What is a JWT?
A JWT (JSON Web Token) is a compact, URL-safe string that encodes a JSON payload along with a cryptographic signature. The signature lets any party with the right key verify that the payload hasn't been tampered with — without checking a database. This is the key insight: JWTs are self-contained. Once issued, a server can verify a JWT using only its own key, without making a database round-trip to look up the session.
The three-part structure
A JWT looks like this (line breaks added for readability):
eyJhbGciOiJIUzI1NiIsInR5cCI6IkpXVCJ9 . eyJ1c2VySWQiOiI0MiIsInJvbGUiOiJhZG1pbiIsImV4cCI6MTc0ODAwMDAwMH0 . SflKxwRJSMeKKF2QT4fwpMeJf36POk6yJV_adQssw5c
Three base64url-encoded sections separated by dots:
- Header: Decoded, the first section is a JSON object specifying the token type and signing algorithm:
{ "alg": "HS256", "typ": "JWT" } - Payload (claims): The actual data. Standard claims include
iss(issuer),sub(subject / user ID),exp(expiration timestamp),iat(issued-at timestamp), andaud(audience). You can add any custom claims: user ID, role, permissions, tenant ID. - Signature: Computed as
HMAC-SHA256(base64(header) + "." + base64(payload), secret)for HS256. The signature binds the header and payload together — any modification invalidates it.

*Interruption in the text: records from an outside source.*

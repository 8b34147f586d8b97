//! # OAuth State Model
//!
//! Pending authorization handshakes. Only a keyed digest of the state token is
//! stored, so rows read back from the database cannot be replayed.

use sea_orm::ActiveModelBehavior;
use sea_orm::entity::prelude::*;
use serde::{Deserialize, Serialize};

use uuid::Uuid;

/// OAuth State entity for storing OAuth flow state tokens
#[derive(Clone, Debug, PartialEq, DeriveEntityModel, Serialize, Deserialize)]
#[sea_orm(table_name = "oauth_states")]
pub struct Model {
    /// Primary key UUID
    #[sea_orm(primary_key, auto_increment = false)]
    pub id: Uuid,

    /// User that initiated the connect flow
    pub user_id: Uuid,

    /// Provider slug the state was issued for
    pub provider: String,

    /// Hex-encoded HMAC-SHA256 of the state token
    pub state_digest: String,

    /// Expiration timestamp
    pub expires_at: chrono::DateTime<chrono::Utc>,

    /// When the state was created
    pub created_at: chrono::DateTime<chrono::Utc>,
}

#[derive(Copy, Clone, Debug, EnumIter, DeriveRelation)]
pub enum Relation {}

impl ActiveModelBehavior for ActiveModel {}
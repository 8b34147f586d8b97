//! Cron execution monitoring
//!
//! Records one [`CronJobExecution`](crate::models::cron_job_execution::Model)
//! per scheduled batch, aggregates recent executions for the monitoring
//! dashboard and prunes old history.

use std::sync::Arc;
use std::time::Instant;

use chrono::{DateTime, Duration, Utc};
use sea_orm::DatabaseConnection;
use serde::Serialize;
use serde_json::{Value as JsonValue, json};
use tokio_util::sync::CancellationToken;
use tracing::instrument;
use utoipa::ToSchema;
use uuid::Uuid;

use crate::error::SyncCoreError;
use crate::models::cron_job_execution::{CronJobStatus, Model as CronExecution};
use crate::providers::SyncInterval;
use crate::repositories::cron_execution::ExecutionCounts;
use crate::repositories::{CronExecutionRepository, SyncRunRepository};
use crate::sync::{BatchRunner, BatchSummary};

pub const MIN_TIME_RANGE_HOURS: u32 = 1;
pub const MAX_TIME_RANGE_HOURS: u32 = 168;
pub const MIN_RETENTION_DAYS: u32 = 1;
pub const MAX_RETENTION_DAYS: u32 = 365;

const RECENT_FAILURES_LIMIT: usize = 10;
const RECENT_EXECUTIONS_LIMIT: usize = 20;

/// One execution as shown on the dashboard
#[derive(Debug, Clone, Serialize, ToSchema)]
pub struct ExecutionView {
    pub id: Uuid,
    pub job_name: String,
    pub status: CronJobStatus,
    pub started_at: DateTime<Utc>,
    pub completed_at: Option<DateTime<Utc>>,
    pub users_processed: i32,
    pub providers_synced: i32,
    pub success_count: i32,
    pub failure_count: i32,
    pub error_message: Option<String>,
    pub duration_ms: Option<i64>,
}

impl From<CronExecution> for ExecutionView {
    fn from(model: CronExecution) -> Self {
        Self {
            id: model.id,
            job_name: model.job_name,
            status: model.status,
            started_at: model.started_at,
            completed_at: model.completed_at,
            users_processed: model.users_processed,
            providers_synced: model.providers_synced,
            success_count: model.success_count,
            failure_count: model.failure_count,
            error_message: model.error_message,
            duration_ms: model.duration_ms,
        }
    }
}

/// Aggregated view over a lookback window
#[derive(Debug, Clone, Serialize, ToSchema)]
pub struct DashboardData {
    pub time_range_hours: u32,
    pub total_executions: u32,
    pub successful_executions: u32,
    pub failed_executions: u32,
    pub running_executions: u32,
    /// Percentage of finished executions that succeeded; 100 when none finished
    pub success_rate: f64,
    /// Mean duration of finished executions
    pub average_duration_ms: Option<f64>,
    pub pairs_succeeded: i64,
    pub pairs_failed: i64,
    pub recent_failures: Vec<ExecutionView>,
    pub recent_executions: Vec<ExecutionView>,
}

/// Result of one scheduled batch
#[derive(Debug, Clone, Serialize, ToSchema)]
pub struct CronSyncReport {
    pub execution_id: Uuid,
    pub job_name: String,
    pub status: CronJobStatus,
    pub summary: BatchSummary,
    pub duration_ms: i64,
}

#[derive(Debug, Clone)]
pub struct CronExecutionMonitor {
    executions: CronExecutionRepository,
    runs: SyncRunRepository,
    batch: BatchRunner,
}

impl CronExecutionMonitor {
    pub fn new(db: Arc<DatabaseConnection>, batch: BatchRunner) -> Self {
        Self {
            executions: CronExecutionRepository::new(db.clone()),
            runs: SyncRunRepository::new(db),
            batch,
        }
    }

    pub async fn log_job_start(
        &self,
        job_name: &str,
        metadata: Option<JsonValue>,
    ) -> Result<Uuid, SyncCoreError> {
        let id = self.executions.insert_start(job_name, metadata).await?;
        tracing::info!(execution_id = %id, job_name, "Cron job started");
        Ok(id)
    }

    pub async fn log_job_complete(
        &self,
        id: Uuid,
        status: CronJobStatus,
        counts: ExecutionCounts,
        error_message: Option<String>,
        duration_ms: i64,
    ) -> Result<(), SyncCoreError> {
        let updated = self
            .executions
            .complete(id, status, counts, error_message, duration_ms)
            .await?;
        if updated.is_none() {
            tracing::warn!(execution_id = %id, "Completed an unknown cron execution");
        }
        metrics::counter!("cron_executions_total", "status" => status_label(status)).increment(1);
        Ok(())
    }

    /// Record a batch that failed before an execution id was produced
    pub async fn log_job_failure(
        &self,
        job_name: &str,
        error: &str,
        duration_ms: i64,
    ) -> Result<Uuid, SyncCoreError> {
        let id = self
            .executions
            .insert_failure(job_name, error, duration_ms)
            .await?;
        tracing::error!(execution_id = %id, job_name, error, "Cron job failed before start");
        metrics::counter!("cron_executions_total", "status" => "failed").increment(1);
        Ok(id)
    }

    /// Run the batch for `interval` and record it as one execution
    #[instrument(skip(self, cancel), fields(interval = ?interval))]
    pub async fn run_scheduled_sync(
        &self,
        interval: Option<SyncInterval>,
        cancel: &CancellationToken,
    ) -> Result<CronSyncReport, SyncCoreError> {
        let job_name = SyncInterval::job_name(interval);
        let started = Instant::now();
        let metadata = json!({
            "interval": interval,
            "trigger": "cron",
        });

        let execution_id = match self.log_job_start(job_name, Some(metadata)).await {
            Ok(id) => id,
            Err(err) => {
                let duration_ms = elapsed_ms(started);
                if let Err(log_err) = self
                    .log_job_failure(job_name, &err.to_string(), duration_ms)
                    .await
                {
                    tracing::error!(error = %log_err, "Failed to record cron job failure");
                }
                return Err(err);
            }
        };

        match self.batch.run(interval, Some(execution_id), cancel).await {
            Ok(summary) => {
                let duration_ms = elapsed_ms(started);
                let (status, error_message) = if summary.cancelled {
                    (
                        CronJobStatus::Failed,
                        Some("cancelled by shutdown before all pairs were dispatched".to_string()),
                    )
                } else {
                    (CronJobStatus::Success, None)
                };
                let counts = ExecutionCounts {
                    users_processed: to_i32(summary.users_processed),
                    providers_synced: to_i32(summary.providers_synced),
                    success_count: to_i32(summary.success_count),
                    failure_count: to_i32(summary.failure_count),
                };
                self.log_job_complete(execution_id, status, counts, error_message, duration_ms)
                    .await?;

                Ok(CronSyncReport {
                    execution_id,
                    job_name: job_name.to_string(),
                    status,
                    summary,
                    duration_ms,
                })
            }
            Err(err) => {
                let duration_ms = elapsed_ms(started);
                if let Err(log_err) = self
                    .log_job_complete(
                        execution_id,
                        CronJobStatus::Failed,
                        ExecutionCounts::default(),
                        Some(err.to_string()),
                        duration_ms,
                    )
                    .await
                {
                    tracing::error!(error = %log_err, "Failed to record cron job failure");
                }
                Err(err)
            }
        }
    }

    /// Aggregate executions started within the last `time_range_hours`
    pub async fn get_dashboard_data(
        &self,
        time_range_hours: u32,
    ) -> Result<DashboardData, SyncCoreError> {
        if !(MIN_TIME_RANGE_HOURS..=MAX_TIME_RANGE_HOURS).contains(&time_range_hours) {
            return Err(SyncCoreError::Validation(format!(
                "time_range must be between {} and {} hours",
                MIN_TIME_RANGE_HOURS, MAX_TIME_RANGE_HOURS
            )));
        }

        let since = Utc::now() - Duration::hours(i64::from(time_range_hours));
        let executions = self.executions.list_since(since).await?;
        Ok(aggregate(time_range_hours, executions))
    }

    /// Delete execution and sync-run history older than `retention_days`
    #[instrument(skip(self))]
    pub async fn cleanup_old_logs(&self, retention_days: u32) -> Result<u64, SyncCoreError> {
        if !(MIN_RETENTION_DAYS..=MAX_RETENTION_DAYS).contains(&retention_days) {
            return Err(SyncCoreError::Validation(format!(
                "retention_days must be between {} and {}",
                MIN_RETENTION_DAYS, MAX_RETENTION_DAYS
            )));
        }

        let cutoff = Utc::now() - Duration::days(i64::from(retention_days));
        let runs = self.runs.delete_older_than(cutoff).await?;
        let executions = self.executions.delete_older_than(cutoff).await?;
        tracing::info!(runs, executions, retention_days, "Pruned sync history");

        Ok(runs + executions)
    }
}

fn aggregate(time_range_hours: u32, executions: Vec<CronExecution>) -> DashboardData {
    let mut successful = 0u32;
    let mut failed = 0u32;
    let mut running = 0u32;
    let mut duration_total = 0i64;
    let mut duration_samples = 0i64;
    let mut pairs_succeeded = 0i64;
    let mut pairs_failed = 0i64;

    for execution in &executions {
        match execution.status {
            CronJobStatus::Success => successful += 1,
            CronJobStatus::Failed => failed += 1,
            CronJobStatus::Running => running += 1,
        }
        if execution.status != CronJobStatus::Running
            && let Some(duration) = execution.duration_ms
        {
            duration_total += duration;
            duration_samples += 1;
        }
        pairs_succeeded += i64::from(execution.success_count);
        pairs_failed += i64::from(execution.failure_count);
    }

    let finished = successful + failed;
    let success_rate = if finished == 0 {
        100.0
    } else {
        f64::from(successful) * 100.0 / f64::from(finished)
    };

    let recent_failures = executions
        .iter()
        .filter(|execution| execution.status == CronJobStatus::Failed)
        .take(RECENT_FAILURES_LIMIT)
        .cloned()
        .map(ExecutionView::from)
        .collect();

    DashboardData {
        time_range_hours,
        total_executions: u32::try_from(executions.len()).unwrap_or(u32::MAX),
        successful_executions: successful,
        failed_executions: failed,
        running_executions: running,
        success_rate,
        average_duration_ms: (duration_samples > 0)
            .then(|| duration_total as f64 / duration_samples as f64),
        pairs_succeeded,
        pairs_failed,
        recent_failures,
        recent_executions: executions
            .into_iter()
            .take(RECENT_EXECUTIONS_LIMIT)
            .map(ExecutionView::from)
            .collect(),
    }
}

fn status_label(status: CronJobStatus) -> &'static str {
    match status {
        CronJobStatus::Running => "running",
        CronJobStatus::Success => "success",
        CronJobStatus::Failed => "failed",
    }
}

fn to_i32(value: u32) -> i32 {
    i32::try_from(value).unwrap_or(i32::MAX)
}

fn elapsed_ms(started: Instant) -> i64 {
    i64::try_from(started.elapsed().as_millis()).unwrap_or(i64::MAX)
}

Signing algorithms: HS256 vs RS256
HS256 (HMAC-SHA256) uses a single symmetric secret key for both signing and verification. This means every service that needs to verify tokens must have the same secret — fine for single-service architectures, problematic for microservices where you don't want every service to hold the signing key. RS256 (RSA-SHA256) uses a public/private key pair: the auth service signs with the private key, and any other service can verify with the public key. The public key can be safely distributed. For multi-service architectures and any system where you issue tokens externally (OAuth2, OpenID Connect), RS256 is the standard.
Critical security pitfalls
- The "none" algorithm attack. Early JWT libraries accepted
"alg": "none"as valid, meaning no signature was required. An attacker could craft an arbitrary token, set the algorithm to "none", and the library would accept it. Always explicitly specify which algorithms your library accepts and reject "none". - JWTs are not encrypted. The payload is base64-encoded, not encrypted — anyone who has the token can decode and read the claims. Never store sensitive data (passwords, credit card numbers, PII you need to protect) in a JWT payload. If you need encrypted tokens, use JWE (JSON Web Encryption).
- Expiration is not revocation. A valid JWT remains valid until its
exptimestamp. You cannot invalidate a JWT without a blocklist (which requires a database lookup, eliminating the statelessness benefit). Short expiration times (15 minutes) combined with refresh tokens is the standard pattern. - Store tokens securely. In browser applications, JWTs stored in localStorage are vulnerable to XSS attacks — any injected script can steal them. HttpOnly cookies are safer from XSS but require CSRF protection. The right choice depends on your security threat model.
When to use JWTs vs sessions
Traditional sessions store state server-side (in memory, Redis, or a database) and give the client an opaque session ID. JWTs store state client-side in the token itself. JWTs shine in stateless architectures, microservices, and mobile apps where you don't want a centralized session store. Sessions are better when you need instant revocation (user logout takes effect immediately), when your payload is large (JWTs grow with payload size), or when you're building a traditional server-rendered app where cookies are the natural choice anyway. Many modern systems use both: short-lived JWTs for access tokens and database-backed refresh tokens for revocation capability.